Figure 1: The nuclear pore complex diffusion channel is larger in nup170-Δ cells. A nuclear localization signal-green fluorescent protein reporter (NLS-GFP) is mostly nuclear in both wild type and nup170-Δ cells at 23oC. However, at 0oC, which inhibits active import but allows passive diffusion to continue, NLS-GFP more rapidly equilibrates across the nuclear envelope of nup170-Δ cells than wild type cells.
Figure 2: Phylogeny of the importin αs. Bootstrap values are represented as a percentage of 1000 replications. Importin α2 and α3 genes likely arose from an a1 progenitor(s). Species, protein identification numbers (PID#), and proposed α1, α2, and α3 nomenclature for conventional genes are indicated. Vertebrate genes are shown in brown, invertebrates in red, plants in green, and fungi in blue.

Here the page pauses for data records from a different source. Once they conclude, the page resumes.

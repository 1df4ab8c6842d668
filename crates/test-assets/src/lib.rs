// Copyright 2023-, Edge & Node, GraphOps, and Semiotic Labs.
// SPDX-License-Identifier: Apache-2.0

//! Shared fixtures for the agent test suites.

use std::str::FromStr;

use indexer_allocation::{Allocation, AllocationStatus, SubgraphDeployment};
use indexer_config::{
    AllocationManagementMode, IndexerOptions, NetworkSpecification, ProtocolSubgraphs,
    SubgraphConfig,
};
use lazy_static::lazy_static;
use thegraph_core::{
    alloy::primitives::{Address, B256, U256},
    DeploymentId,
};

pub const INDEXER_ADDRESS: &str = "0xd75c4dbcb215a6cf9097cfbcc70aab2596b96a9c";
pub const OTHER_INDEXER_ADDRESS: &str = "0x1234567890123456789012345678901234567890";
pub const NETWORK_IDENTIFIER: &str = "eip155:421614";

lazy_static! {
    pub static ref INDEXER: Address = Address::from_str(INDEXER_ADDRESS).unwrap();
    pub static ref OTHER_INDEXER: Address = Address::from_str(OTHER_INDEXER_ADDRESS).unwrap();
    pub static ref DEPLOYMENT_A: DeploymentId = DeploymentId::from_str(
        "0xbbde25a2c85f55b53b7698b9476610c3d1202d88870e66502ab0076b7218f98a"
    )
    .unwrap();
    pub static ref DEPLOYMENT_B: DeploymentId = DeploymentId::from_str(
        "0x1111111111111111111111111111111111111111111111111111111111111111"
    )
    .unwrap();
    pub static ref DEPLOYMENT_C: DeploymentId = DeploymentId::from_str(
        "0x2222222222222222222222222222222222222222222222222222222222222222"
    )
    .unwrap();
    pub static ref NETWORK_SUBGRAPH_DEPLOYMENT: DeploymentId =
        DeploymentId::from_str("QmU7zqJyHSyUP3yFii8sBtHT8FaJn2WmUnRvwjAUTjwMBP").unwrap();
    pub static ref POI_A: B256 = B256::from_str(
        "0xaaaaaaaaaaaaaaaaaaaaaaaaaaaaaaaaaaaaaaaaaaaaaaaaaaaaaaaaaaaaaaaa"
    )
    .unwrap();
    pub static ref POI_B: B256 = B256::from_str(
        "0xbbbbbbbbbbbbbbbbbbbbbbbbbbbbbbbbbbbbbbbbbbbbbbbbbbbbbbbbbbbbbbbb"
    )
    .unwrap();
}

/// A canned response for the allocations-by-status query, in the network
/// subgraph response shape.
pub const ALLOCATIONS_QUERY_RESPONSE: &str = r#"
    {
        "data": {
            "indexer": {
                "totalAllocations": [
                    {
                        "id": "0xfa44c72b753a66591f241c7dc04e8178c30e13af",
                        "indexer": {
                            "id": "0xd75c4dbcb215a6cf9097cfbcc70aab2596b96a9c"
                        },
                        "allocatedTokens": "5081382841000000014901161",
                        "createdAtBlockHash": "0x99d3fbdc0105f7ccc0cd5bb287b82657fe92db4ea8fb58242dafb90b1c6e2adf",
                        "createdAtEpoch": 953,
                        "closedAtEpoch": null,
                        "subgraphDeployment": {
                            "id": "0xbbde25a2c85f55b53b7698b9476610c3d1202d88870e66502ab0076b7218f98a",
                            "deniedAt": 0,
                            "stakedTokens": "96183284152000000014901161",
                            "signalledTokens": "182832939554154667498047",
                            "queryFeesAmount": "19861336072168874330350"
                        }
                    },
                    {
                        "id": "0xdd975e30aafebb143e54d215db8a3e8fd916a701",
                        "indexer": {
                            "id": "0xd75c4dbcb215a6cf9097cfbcc70aab2596b96a9c"
                        },
                        "allocatedTokens": "601726452999999979510903",
                        "createdAtBlockHash": "0x99d3fbdc0105f7ccc0cd5bb287b82657fe92db4ea8fb58242dafb90b1c6e2adf",
                        "createdAtEpoch": 953,
                        "closedAtEpoch": null,
                        "subgraphDeployment": {
                            "id": "0x1111111111111111111111111111111111111111111111111111111111111111",
                            "deniedAt": 0,
                            "stakedTokens": "96183284152000000014901161",
                            "signalledTokens": "182832939554154667498047",
                            "queryFeesAmount": "19861336072168874330350"
                        }
                    }
                ]
            }
        }
    }
"#;

/// An active allocation against the given deployment.
pub fn active_allocation(
    id: &str,
    deployment: DeploymentId,
    created_at_epoch: u64,
) -> Allocation {
    Allocation {
        id: Address::from_str(id).unwrap(),
        status: AllocationStatus::Active,
        subgraph_deployment: subgraph_deployment(deployment),
        indexer: *INDEXER,
        allocated_tokens: U256::from(1_000_000u64),
        created_at_epoch,
        created_at_block_hash:
            "0x99d3fbdc0105f7ccc0cd5bb287b82657fe92db4ea8fb58242dafb90b1c6e2adf".to_string(),
        closed_at_epoch: None,
        closed_at_epoch_start_block_hash: None,
        previous_epoch_start_block_hash: None,
        poi: None,
        query_fee_rebates: None,
        query_fees_collected: None,
    }
}

/// A closed allocation by another indexer, with the POI it presented and
/// the epoch start block hashes the dispute pipeline groups by.
pub fn closed_allocation(
    id: &str,
    deployment: DeploymentId,
    closed_at_epoch: u64,
    poi: B256,
) -> Allocation {
    Allocation {
        id: Address::from_str(id).unwrap(),
        status: AllocationStatus::Closed,
        subgraph_deployment: subgraph_deployment(deployment),
        indexer: *OTHER_INDEXER,
        allocated_tokens: U256::from(1_000_000u64),
        created_at_epoch: closed_at_epoch.saturating_sub(10),
        created_at_block_hash:
            "0x99d3fbdc0105f7ccc0cd5bb287b82657fe92db4ea8fb58242dafb90b1c6e2adf".to_string(),
        closed_at_epoch: Some(closed_at_epoch),
        closed_at_epoch_start_block_hash: Some(
            "0x28ca20ed537bbeb09e7cbbc8bd11e4340d64c4f6c0ae506b81f83ef5f944e310".to_string(),
        ),
        previous_epoch_start_block_hash: Some(
            "0x8debbd9dd9127b5da9e6abf3b661b7d31139d96193eb9d309a7dbaa4c0b52920".to_string(),
        ),
        poi: Some(poi),
        query_fee_rebates: None,
        query_fees_collected: None,
    }
}

pub fn subgraph_deployment(id: DeploymentId) -> SubgraphDeployment {
    SubgraphDeployment {
        id,
        denied_at: None,
        staked_tokens: U256::from(1_000_000u64),
        signalled_tokens: U256::from(1_000u64),
        query_fees_amount: U256::from(0u64),
    }
}

/// A network specification for a single test network.
pub fn network_specification() -> NetworkSpecification {
    NetworkSpecification {
        network_identifier: NETWORK_IDENTIFIER.to_string(),
        graph_network_id: 1,
        indexer_options: IndexerOptions {
            address: *INDEXER,
            register: true,
            allocation_management_mode: AllocationManagementMode::Auto,
            poi_disputable_epochs: 1,
            poi_dispute_monitoring: true,
            allocate_on_network_subgraph: false,
            offchain_subgraphs: vec![],
        },
        subgraphs: ProtocolSubgraphs {
            network_subgraph: SubgraphConfig {
                deployment: Some(*NETWORK_SUBGRAPH_DEPLOYMENT),
                url: "http://127.0.0.1:8000/subgraphs/network".to_string(),
            },
        },
    }
}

Figure 3: A model for PMN based on observed structures. (Stage I) NV junctions are formed by the interaction and clustering of Nvj1p (green circles) in the nuclear envelope and Vac8p (red squares) in the vacuolar membrane. (N = nucleus, V = vacuole). The formation of a nuclear bulge (Stage II) is followed by the formation of tethered blebs (Stage III). Bulging and blebbing could be considered to be early and late steps of the same stage. An intravacuolar vesicle is formed by scission of the three bleb membranes and the release of an intravacuolar vesicle into the vacuole lumen (Stage IV). Finally the PMN vesicle and its contents are degraded by vacuolar hydrolases (Stage V).